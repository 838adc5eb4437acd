//! CLI argument definitions using clap derive API

use cg_core::CountResource;
use clap::{Args, Parser, Subcommand, ValueEnum};

/// cohortgen - generate cohort and count-cube SQL for a clinical study
#[derive(Parser, Debug)]
#[command(name = "cg")]
#[command(author, version, about, long_about = None)]
pub struct Cli {
    /// Global options
    #[command(flatten)]
    pub global: GlobalArgs,

    /// Subcommand to execute
    #[command(subcommand)]
    pub command: Commands,
}

/// Global arguments available to all commands
#[derive(Args, Debug, Clone)]
pub struct GlobalArgs {
    /// Enable verbose output
    #[arg(short, long, global = true)]
    pub verbose: bool,

    /// Path to study directory
    #[arg(short = 'p', long, global = true, default_value = ".")]
    pub project_dir: String,

    /// Override config file path
    #[arg(short, long, global = true)]
    pub config: Option<String>,
}

/// Available subcommands
#[derive(Subcommand, Debug)]
pub enum Commands {
    /// Convert system,code,display CSV files into code-list views
    Csv(CsvArgs),

    /// Define a code-list view from a ValueSet JSON file
    Define(DefineArgs),

    /// Filter a ValueSet expansion by search terms
    Filter(FilterArgs),

    /// Write a one-row view of literal criteria values
    Criteria(CriteriaArgs),

    /// Write a view that unions several code-list views
    Union(UnionArgs),

    /// Write a count cube view
    Cube(CubeArgs),

    /// Generate every CSV view, cube and union listed in study.yml
    Make(MakeArgs),

    /// Print or check the structured-extraction schema
    Schema(SchemaArgs),

    /// Wrap plain-text notes as FHIR DocumentReference NDJSON
    Docref(DocrefArgs),
}

/// Arguments for the csv command
#[derive(Args, Debug)]
pub struct CsvArgs {
    /// CSV files in the value set directory (default: `valuesets` in study.yml)
    pub files: Vec<String>,
}

/// Where codes are read from in a ValueSet document
#[derive(ValueEnum, Debug, Clone, Copy, PartialEq, Eq)]
pub enum CodeSource {
    /// compose.include[].concept[]
    Compose,
    /// expansion.contains[]
    Expansion,
}

/// Kind of code-list view to write
#[derive(ValueEnum, Debug, Clone, Copy, PartialEq, Eq)]
pub enum ListKind {
    /// `<prefix>__<name>`
    Define,
    /// `<prefix>__include_<name>`
    Include,
    /// `<prefix>__exclude_<name>`
    Exclude,
}

/// Arguments for the define command
#[derive(Args, Debug)]
pub struct DefineArgs {
    /// ValueSet JSON file in the value set directory
    pub file: String,

    /// View name, prefixed on write
    #[arg(short, long)]
    pub name: String,

    /// Section of the document codes are read from
    #[arg(long, value_enum, default_value = "compose")]
    pub from: CodeSource,

    /// Kind of view to write
    #[arg(short, long, value_enum, default_value = "define")]
    pub kind: ListKind,

    /// Keep only expansion entries matching any of these terms (implies --from expansion)
    #[arg(short, long)]
    pub search: Vec<String>,
}

/// Arguments for the filter command
#[derive(Args, Debug)]
pub struct FilterArgs {
    /// ValueSet JSON file in the value set directory
    pub file: String,

    /// Case-insensitive search terms matched against "<code> <display>"
    #[arg(short, long, required = true)]
    pub search: Vec<String>,

    /// Output file name in the value set directory
    #[arg(short, long)]
    pub output: String,
}

/// Arguments for the criteria command
#[derive(Args, Debug)]
pub struct CriteriaArgs {
    /// View name, prefixed on write
    pub name: String,

    /// Column names (comma-separated)
    #[arg(long, value_delimiter = ',', required = true)]
    pub columns: Vec<String>,

    /// SQL literal value, repeated once per column in column order (e.g. `--value "'a,b'"`)
    #[arg(long = "value", required = true)]
    pub values: Vec<String>,
}

/// Arguments for the union command
#[derive(Args, Debug)]
pub struct UnionArgs {
    /// Output view name, prefixed on write
    pub name: String,

    /// Source code-list views
    #[arg(required = true)]
    pub views: Vec<String>,
}

/// Resource counted by a cube
#[derive(ValueEnum, Debug, Clone, Copy, PartialEq, Eq)]
pub enum ResourceArg {
    Patient,
    Encounter,
    Document,
}

impl From<ResourceArg> for CountResource {
    fn from(arg: ResourceArg) -> Self {
        match arg {
            ResourceArg::Patient => CountResource::Patient,
            ResourceArg::Encounter => CountResource::Encounter,
            ResourceArg::Document => CountResource::Document,
        }
    }
}

/// Arguments for the cube command
#[derive(Args, Debug)]
pub struct CubeArgs {
    /// Line-level source table
    pub source: String,

    /// Grouping columns (comma-separated)
    #[arg(long, value_delimiter = ',', required = true)]
    pub columns: Vec<String>,

    /// Resource whose distinct references are counted
    #[arg(short, long, value_enum, default_value = "patient")]
    pub resource: ResourceArg,

    /// Minimum distinct subjects per cell (default: `min_subject` in study.yml)
    #[arg(long, env = "CG_MIN_SUBJECT")]
    pub min_subject: Option<u32>,

    /// Explicit output name
    #[arg(short, long)]
    pub name: Option<String>,

    /// Filter clause on source rows (repeatable)
    #[arg(long = "where")]
    pub where_clauses: Vec<String>,
}

/// Arguments for the make command
#[derive(Args, Debug)]
pub struct MakeArgs {
    /// Minimum distinct subjects per cell for every cube, including cubes that set their own
    #[arg(long, env = "CG_MIN_SUBJECT")]
    pub min_subject: Option<u32>,
}

/// Arguments for the schema command
#[derive(Args, Debug)]
pub struct SchemaArgs {
    /// Annotation JSON files to check against the schema instead of printing it
    #[arg(long)]
    pub check: Vec<String>,

    /// Write the schema document to this file instead of stdout
    #[arg(short, long)]
    pub output: Option<String>,
}

/// Arguments for the docref command
#[derive(Args, Debug)]
pub struct DocrefArgs {
    /// Plain-text note files
    #[arg(required = true)]
    pub notes: Vec<String>,

    /// Directory NDJSON files are written to
    #[arg(short, long)]
    pub output: String,

    /// Patient id per note (comma-separated; default: patient-1, patient-2, ...)
    #[arg(long, value_delimiter = ',')]
    pub subjects: Vec<String>,

    /// Encounter id per note (comma-separated; default: enc-1, enc-2, ...)
    #[arg(long, value_delimiter = ',')]
    pub encounters: Vec<String>,
}
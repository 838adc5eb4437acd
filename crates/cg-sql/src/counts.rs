//! Count-table SQL for cubes
//!
//! A count builder turns a [`CubeSpec`] into a `CREATE TABLE <name> AS (...);`
//! statement. The default implementation renders a bundled Jinja template.

use crate::cube::CubeSpec;
use crate::error::SqlGenResult;
use cg_core::sql_utils::sql_and;
use cg_core::TableName;
use minijinja::{context, Environment, UndefinedBehavior};

/// Bundled template for count tables grouped with `CUBE`.
pub const COUNT_TEMPLATE: &str = include_str!("../templates/count.sql.jinja");

/// Produces the `CREATE TABLE` statement a cube view is rewritten from.
///
/// Implementations must start their output with `CREATE TABLE <table_name> AS (`
/// and end it with `);`, otherwise the view rewrite rejects it.
pub trait CountBuilder {
    fn count_table(&self, table_name: &TableName, spec: &CubeSpec) -> SqlGenResult<String>;
}

/// [`CountBuilder`] backed by [`COUNT_TEMPLATE`].
pub struct TemplateCountBuilder<'a> {
    env: Environment<'a>,
}

impl TemplateCountBuilder<'_> {
    pub fn new() -> Self {
        let mut env = Environment::new();
        env.set_undefined_behavior(UndefinedBehavior::Strict);
        Self { env }
    }
}

impl Default for TemplateCountBuilder<'_> {
    fn default() -> Self {
        Self::new()
    }
}

impl CountBuilder for TemplateCountBuilder<'_> {
    fn count_table(&self, table_name: &TableName, spec: &CubeSpec) -> SqlGenResult<String> {
        let columns: Vec<&str> = spec.columns.iter().map(String::as_str).collect();
        let where_clauses = if spec.where_clauses.is_empty() {
            String::new()
        } else {
            sql_and(&spec.where_clauses)
        };

        let sql = self.env.render_str(
            COUNT_TEMPLATE,
            context! {
                table_name => table_name.as_str(),
                source_table => spec.source_table.as_str(),
                subject_ref => spec.resource.subject_ref(),
                resource => spec.resource.fhir_resource(),
                columns => columns,
                min_subject => spec.min_subject,
                where_clauses => where_clauses,
            },
        )?;
        log::debug!("Rendered count table {table_name} ({} columns)", columns.len());
        Ok(sql)
    }
}

#[cfg(test)]
#[path = "counts_test.rs"]
mod tests;
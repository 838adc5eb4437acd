//! Define command implementation

use anyhow::{Context, Result};
use cg_core::{filter_expansion, Coding, Study, ValueSet};
use cg_sql::artifacts::{define, exclude, include};
use std::path::PathBuf;

use crate::cli::{CodeSource, DefineArgs, GlobalArgs, ListKind};
use crate::commands::common::{load_study, print_summary};

/// Execute the define command
pub fn execute(args: &DefineArgs, global: &GlobalArgs) -> Result<()> {
    let study = load_study(global)?;
    let path = define_from_valueset(&study, args)?;
    print_summary(&[path]);
    Ok(())
}

/// Codes of `valuesets` from the section `args` selects, optionally filtered.
pub(crate) fn collect_codings(valuesets: &[ValueSet], args: &DefineArgs) -> Vec<Coding> {
    if !args.search.is_empty() {
        return filter_expansion(valuesets, &args.search)
            .iter()
            .flat_map(ValueSet::expansion_codings)
            .collect();
    }
    match args.from {
        CodeSource::Compose => valuesets.iter().flat_map(ValueSet::compose_codings).collect(),
        CodeSource::Expansion => valuesets
            .iter()
            .flat_map(ValueSet::expansion_codings)
            .collect(),
    }
}

fn define_from_valueset(study: &Study, args: &DefineArgs) -> Result<PathBuf> {
    let valuesets = study
        .paths
        .load_valueset(&args.file)
        .with_context(|| format!("Failed to load value set {}", args.file))?;
    let codings = collect_codings(&valuesets, args);
    log::debug!("{}: {} codes", args.file, codings.len());

    let written = match args.kind {
        ListKind::Define => define(study, &codings, &args.name),
        ListKind::Include => include(study, &codings, &args.name),
        ListKind::Exclude => exclude(study, &codings, &args.name),
    };
    written.with_context(|| format!("Failed to define view {}", args.name))
}

#[cfg(test)]
#[path = "define_test.rs"]
mod tests;
//! Make command implementation
//!
//! Generates every artifact study.yml lists: code-list views from CSV files
//! first, then cubes, then union catalogs.

use anyhow::{Context, Result};
use cg_sql::artifacts::{csv_to_sql, union_view_list};
use cg_sql::{cube, CubeSpec, TemplateCountBuilder};

use crate::cli::{GlobalArgs, MakeArgs};
use crate::commands::common::{load_study, print_summary};

/// Execute the make command
pub fn execute(args: &MakeArgs, global: &GlobalArgs) -> Result<()> {
    let study = load_study(global)?;
    let config = &study.config;
    println!("Making study: {}", config.name);

    let mut written = Vec::new();

    for file in &config.valuesets {
        let path = csv_to_sql(&study, file).with_context(|| format!("Failed to convert {file}"))?;
        written.push(path);
    }

    let builder = TemplateCountBuilder::new();
    for cube_config in &config.cubes {
        let spec = CubeSpec::from_config(cube_config, args.min_subject, config.min_subject)
            .with_context(|| format!("Invalid cube on {}", cube_config.source))?;
        let path = cube(&builder, &study, &spec)
            .with_context(|| format!("Failed to write cube over {}", cube_config.source))?;
        written.push(path);
    }

    for union in &config.unions {
        let path = union_view_list(&study, &union.views, &union.name)
            .with_context(|| format!("Failed to write union view {}", union.name))?;
        written.push(path);
    }

    if written.is_empty() {
        println!("Nothing to make: study.yml lists no valuesets, cubes or unions");
        return Ok(());
    }
    print_summary(&written);
    Ok(())
}
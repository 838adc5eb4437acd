//! Strongly-typed name of a generated table or view.

use crate::newtype_string::define_newtype_string;

define_newtype_string! {
    /// Name of a generated SQL table or view (e.g. `glioma__cube_patient_casedef`).
    ///
    /// The same value is used inside the generated `CREATE ... VIEW` statement
    /// and as the stem of the `.sql` file it is written to.
    pub struct TableName;
}

impl TableName {
    /// Wrap a name the naming engine has already assembled from a non-empty prefix.
    pub(crate) fn from_joined(name: String) -> Self {
        debug_assert!(!name.is_empty(), "TableName must not be empty");
        Self(name)
    }

    /// File name of the SQL artifact holding this table's definition.
    pub fn sql_file_name(&self) -> String {
        format!("{}.sql", self.0)
    }
}

#[cfg(test)]
#[path = "table_name_test.rs"]
mod tests;
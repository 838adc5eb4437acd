//! Shared utilities for CLI commands

use anyhow::{Context, Result};
use cg_core::Study;
use std::fmt;
use std::path::{Path, PathBuf};

use crate::cli::GlobalArgs;

/// Error type representing a non-zero process exit code.
///
/// Return `Err(ExitCode(N).into())` instead of calling `std::process::exit`
/// so the message has already been printed and destructors still run.
#[derive(Debug)]
pub(crate) struct ExitCode(pub(crate) i32);

impl fmt::Display for ExitCode {
    fn fmt(&self, f: &mut fmt::Formatter<'_>) -> fmt::Result {
        write!(f, "")
    }
}

impl std::error::Error for ExitCode {}

/// Load the study from `--project-dir`, honoring `--config`.
pub(crate) fn load_study(global: &GlobalArgs) -> Result<Study> {
    let root = Path::new(&global.project_dir);
    let study = match &global.config {
        Some(config) => Study::load_with_config(root, Path::new(config)),
        None => Study::load(root),
    };
    study.context("Failed to load study")
}

/// Print a path written by a command.
pub(crate) fn print_written(path: &Path) {
    println!("  Wrote {}", path.display());
}

/// Print every path written, then a one-line total.
pub(crate) fn print_summary(written: &[PathBuf]) {
    for path in written {
        print_written(path);
    }
    println!();
    println!(
        "Wrote {} file{}",
        written.len(),
        if written.len() == 1 { "" } else { "s" }
    );
}
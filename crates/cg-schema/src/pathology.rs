//! Pathology: ICD-O topography, morphology, behavior and grade

use crate::describe::{span_fields, Described, FieldDoc};
use crate::mention::SpanMention;
use crate::schema_enum::schema_enum;
use serde::{Deserialize, Serialize};

/// ICD-O topography code, `Cxx` or `Cxx.x` (e.g. `C71.1`).
pub type IcdOTopographyCode = String;

/// ICD-O morphology code, `####/#` (e.g. `9400/3`).
pub type IcdOMorphologyCode = String;

schema_enum! {
    /// ICD-O slash behavior code.
    pub enum IcdOBehavior {
        Benign => "/0",
        Uncertain => "/1",
        InSitu => "/2",
        MalignantPrimary => "/3",
        MalignantMetastatic => "/6",
        MalignantRecurrent => "/9",
        None => "None of the above",
    }
    default = None;
}

schema_enum! {
    /// ICD-O tumor differentiation grade.
    pub enum CancerGrade {
        GradeI => "1",
        GradeII => "2",
        GradeIII => "3",
        GradeIV => "4",
        Unknown => "9",
        None => "None of the above",
    }
    default = None;
}

/// Anatomic site of the tumor.
#[derive(Debug, Clone, Default, PartialEq, Serialize, Deserialize)]
pub struct TopographyMention {
    #[serde(flatten)]
    pub mention: SpanMention,

    #[serde(default)]
    pub code: Option<IcdOTopographyCode>,

    #[serde(default)]
    pub description: Option<String>,
}

/// Histologic type of the tumor.
#[derive(Debug, Clone, Default, PartialEq, Serialize, Deserialize)]
pub struct MorphologyMention {
    #[serde(flatten)]
    pub mention: SpanMention,

    #[serde(default)]
    pub code: Option<IcdOMorphologyCode>,

    #[serde(default)]
    pub description: Option<String>,
}

#[derive(Debug, Clone, Default, PartialEq, Serialize, Deserialize)]
pub struct BehaviorMention {
    #[serde(flatten)]
    pub mention: SpanMention,

    #[serde(default)]
    pub behavior: IcdOBehavior,

    #[serde(default)]
    pub description: Option<String>,
}

#[derive(Debug, Clone, Default, PartialEq, Serialize, Deserialize)]
pub struct GradeMention {
    #[serde(flatten)]
    pub mention: SpanMention,

    #[serde(default)]
    pub grade: CancerGrade,

    #[serde(default)]
    pub description: Option<String>,
}

impl Described for TopographyMention {
    const NAME: &'static str = "TopographyMention";
    const DESCRIPTION: &'static str =
        "ICD-O topography for the tumor site, e.g. C71.1 for the frontal lobe.";

    fn fields() -> Vec<FieldDoc> {
        let mut fields = span_fields();
        fields.push(FieldDoc::new(
            "code",
            "string",
            "ICD-O topography code (Cxx or Cxx.x) for the anatomic site of the neoplasm.",
        ));
        fields.push(FieldDoc::new(
            "description",
            "string",
            "Human-readable ICD-O anatomic site corresponding to the topography code.",
        ));
        fields
    }
}

impl Described for MorphologyMention {
    const NAME: &'static str = "MorphologyMention";
    const DESCRIPTION: &'static str =
        "ICD-O morphology: the microscopic tumor cell type combined with its behavior code.";

    fn fields() -> Vec<FieldDoc> {
        let mut fields = span_fields();
        fields.push(FieldDoc::new(
            "code",
            "string",
            "ICD-O morphology code (####/#). Example: 9400/3 = Astrocytoma, NOS.",
        ));
        fields.push(FieldDoc::new(
            "description",
            "string",
            "Human-readable ICD-O histologic type.",
        ));
        fields
    }
}

impl Described for BehaviorMention {
    const NAME: &'static str = "BehaviorMention";
    const DESCRIPTION: &'static str = "ICD-O behavior of the tumor.";

    fn fields() -> Vec<FieldDoc> {
        let mut fields = span_fields();
        fields.push(
            FieldDoc::new(
                "behavior",
                "enum",
                "ICD-O slash behavior code (e.g., /3 = malignant primary site).",
            )
            .with_values(IcdOBehavior::labels()),
        );
        fields.push(FieldDoc::new(
            "description",
            "string",
            "Human-readable description of the behavior.",
        ));
        fields
    }
}

impl Described for GradeMention {
    const NAME: &'static str = "GradeMention";
    const DESCRIPTION: &'static str =
        "ICD-O grade: how closely tumor cells resemble normal tissue (1 well to 4 undifferentiated, 9 not assessed).";

    fn fields() -> Vec<FieldDoc> {
        let mut fields = span_fields();
        fields.push(
            FieldDoc::new("grade", "enum", "ICD-O tumor differentiation grade.")
                .with_values(CancerGrade::labels()),
        );
        fields.push(FieldDoc::new(
            "description",
            "string",
            "Human-readable description of the grade.",
        ));
        fields
    }
}
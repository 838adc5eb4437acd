//! Field documentation for extraction records
//!
//! The tables here feed the `cg schema` review document and double as the
//! prompt-facing description of each variable.

use crate::annotation::GliomaCaseAnnotation;
use crate::drugs::{MedicationMention, RxClassCancerMention};
use crate::genes::{GeneticVariantMention, TargetGeneticTestMention};
use crate::pathology::{BehaviorMention, GradeMention, MorphologyMention, TopographyMention};
use crate::surgery::SurgeryMention;
use serde::Serialize;
use serde_json::{json, Map, Value};

/// One documented field of a record.
#[derive(Debug, Clone, PartialEq, Eq, Serialize)]
pub struct FieldDoc {
    pub name: &'static str,
    #[serde(rename = "type")]
    pub kind: &'static str,
    pub description: &'static str,
    #[serde(skip_serializing_if = "Vec::is_empty")]
    pub values: Vec<&'static str>,
}

impl FieldDoc {
    pub fn new(name: &'static str, kind: &'static str, description: &'static str) -> Self {
        Self {
            name,
            kind,
            description,
            values: Vec::new(),
        }
    }

    /// Restrict the field to a closed vocabulary.
    pub fn with_values(mut self, values: Vec<&'static str>) -> Self {
        self.values = values;
        self
    }
}

/// A record with a static description of its fields.
pub trait Described {
    const NAME: &'static str;
    const DESCRIPTION: &'static str;

    fn fields() -> Vec<FieldDoc>;
}

/// `has_mention` and `spans`, carried by every mention record.
pub(crate) fn span_fields() -> Vec<FieldDoc> {
    vec![
        FieldDoc::new(
            "has_mention",
            "boolean",
            "Whether there is any mention of this variable in the text.",
        ),
        FieldDoc::new(
            "spans",
            "string[]",
            "The text spans where this variable is mentioned.",
        ),
    ]
}

fn record<T: Described>(records: &mut Map<String, Value>) {
    records.insert(
        T::NAME.to_string(),
        json!({
            "description": T::DESCRIPTION,
            "fields": T::fields(),
        }),
    );
}

/// Every extraction record and its fields, root record first.
pub fn schema_document() -> Value {
    let mut records = Map::new();
    record::<GliomaCaseAnnotation>(&mut records);
    record::<TopographyMention>(&mut records);
    record::<MorphologyMention>(&mut records);
    record::<BehaviorMention>(&mut records);
    record::<GradeMention>(&mut records);
    record::<TargetGeneticTestMention>(&mut records);
    record::<GeneticVariantMention>(&mut records);
    record::<MedicationMention>(&mut records);
    record::<RxClassCancerMention>(&mut records);
    record::<SurgeryMention>(&mut records);
    json!({
        "root": GliomaCaseAnnotation::NAME,
        "records": records,
    })
}

#[cfg(test)]
#[path = "describe_test.rs"]
mod tests;
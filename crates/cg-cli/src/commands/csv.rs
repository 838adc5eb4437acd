//! Csv command implementation

use anyhow::{Context, Result};
use cg_sql::artifacts::csv_to_sql;

use crate::cli::{CsvArgs, GlobalArgs};
use crate::commands::common::{load_study, print_summary};

/// Execute the csv command
pub fn execute(args: &CsvArgs, global: &GlobalArgs) -> Result<()> {
    let study = load_study(global)?;

    let files = if args.files.is_empty() {
        study.config.valuesets.clone()
    } else {
        args.files.clone()
    };
    if files.is_empty() {
        println!("No CSV files given and none listed under `valuesets` in study.yml");
        return Ok(());
    }

    let mut written = Vec::with_capacity(files.len());
    for file in &files {
        let path = csv_to_sql(&study, file).with_context(|| format!("Failed to convert {file}"))?;
        written.push(path);
    }
    print_summary(&written);
    Ok(())
}
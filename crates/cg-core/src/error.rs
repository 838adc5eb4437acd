//! Error types for cg-core

use thiserror::Error;

/// Core error type for cohortgen
#[derive(Error, Debug)]
pub enum CoreError {
    /// E001: Study configuration file not found
    #[error("[E001] Config file not found: {path}")]
    ConfigNotFound { path: String },

    /// E002: Failed to parse study configuration
    #[error("[E002] Failed to parse config: {message}")]
    ConfigParseError { message: String },

    /// E003: Invalid configuration value
    #[error("[E003] Invalid config: {message}")]
    ConfigInvalid { message: String },

    /// E004: A required input file does not exist
    #[error("[E004] File not found: {path}")]
    FileNotFound { path: String },

    /// E005: CSV row does not have the expected number of columns
    #[error("[E005] Invalid CSV row {line} in {path}: expected {expected} columns, found {found}")]
    CsvRow {
        path: String,
        line: u64,
        expected: usize,
        found: usize,
    },

    /// E006: Malformed value set document
    #[error("[E006] Invalid value set {path}: {message}")]
    ValueSetParse { path: String, message: String },

    /// E014: IO error with file path context
    #[error("[E014] IO error on '{path}': {source}")]
    IoWithPath {
        path: String,
        source: std::io::Error,
    },

    /// E015: YAML parse error
    #[error("[E015] YAML parse error: {0}")]
    YamlParse(#[from] serde_yaml::Error),

    /// E016: CSV read/write error
    #[error("[E016] CSV error on '{path}': {source}")]
    Csv { path: String, source: csv::Error },

    /// JSON serialization/deserialization error
    #[error("JSON error: {0}")]
    Json(#[from] serde_json::Error),
}

/// Result type alias for CoreError
pub type CoreResult<T> = Result<T, CoreError>;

■ ■ ■ ■ ■

__Task directions__. From the very first line of the records down to the line with "#[derive(Args, Debug, Clone)]", please write out each line exactly, including both ends and no other lines.

__Solution to this task__.
repository 838adc5eb4437acd
//! CLI argument definitions using clap derive API

use cg_core::CountResource;
use clap::{Args, Parser, Subcommand, ValueEnum};

/// cohortgen - generate cohort and count-cube SQL for a clinical study
#[derive(Parser, Debug)]
#[command(name = "cg")]
#[command(author, version, about, long_about = None)]
pub struct Cli {
    /// Global options
    #[command(flatten)]
    pub global: GlobalArgs,

    /// Subcommand to execute
    #[command(subcommand)]
    pub command: Commands,
}

/// Global arguments available to all commands
#[derive(Args, Debug, Clone)]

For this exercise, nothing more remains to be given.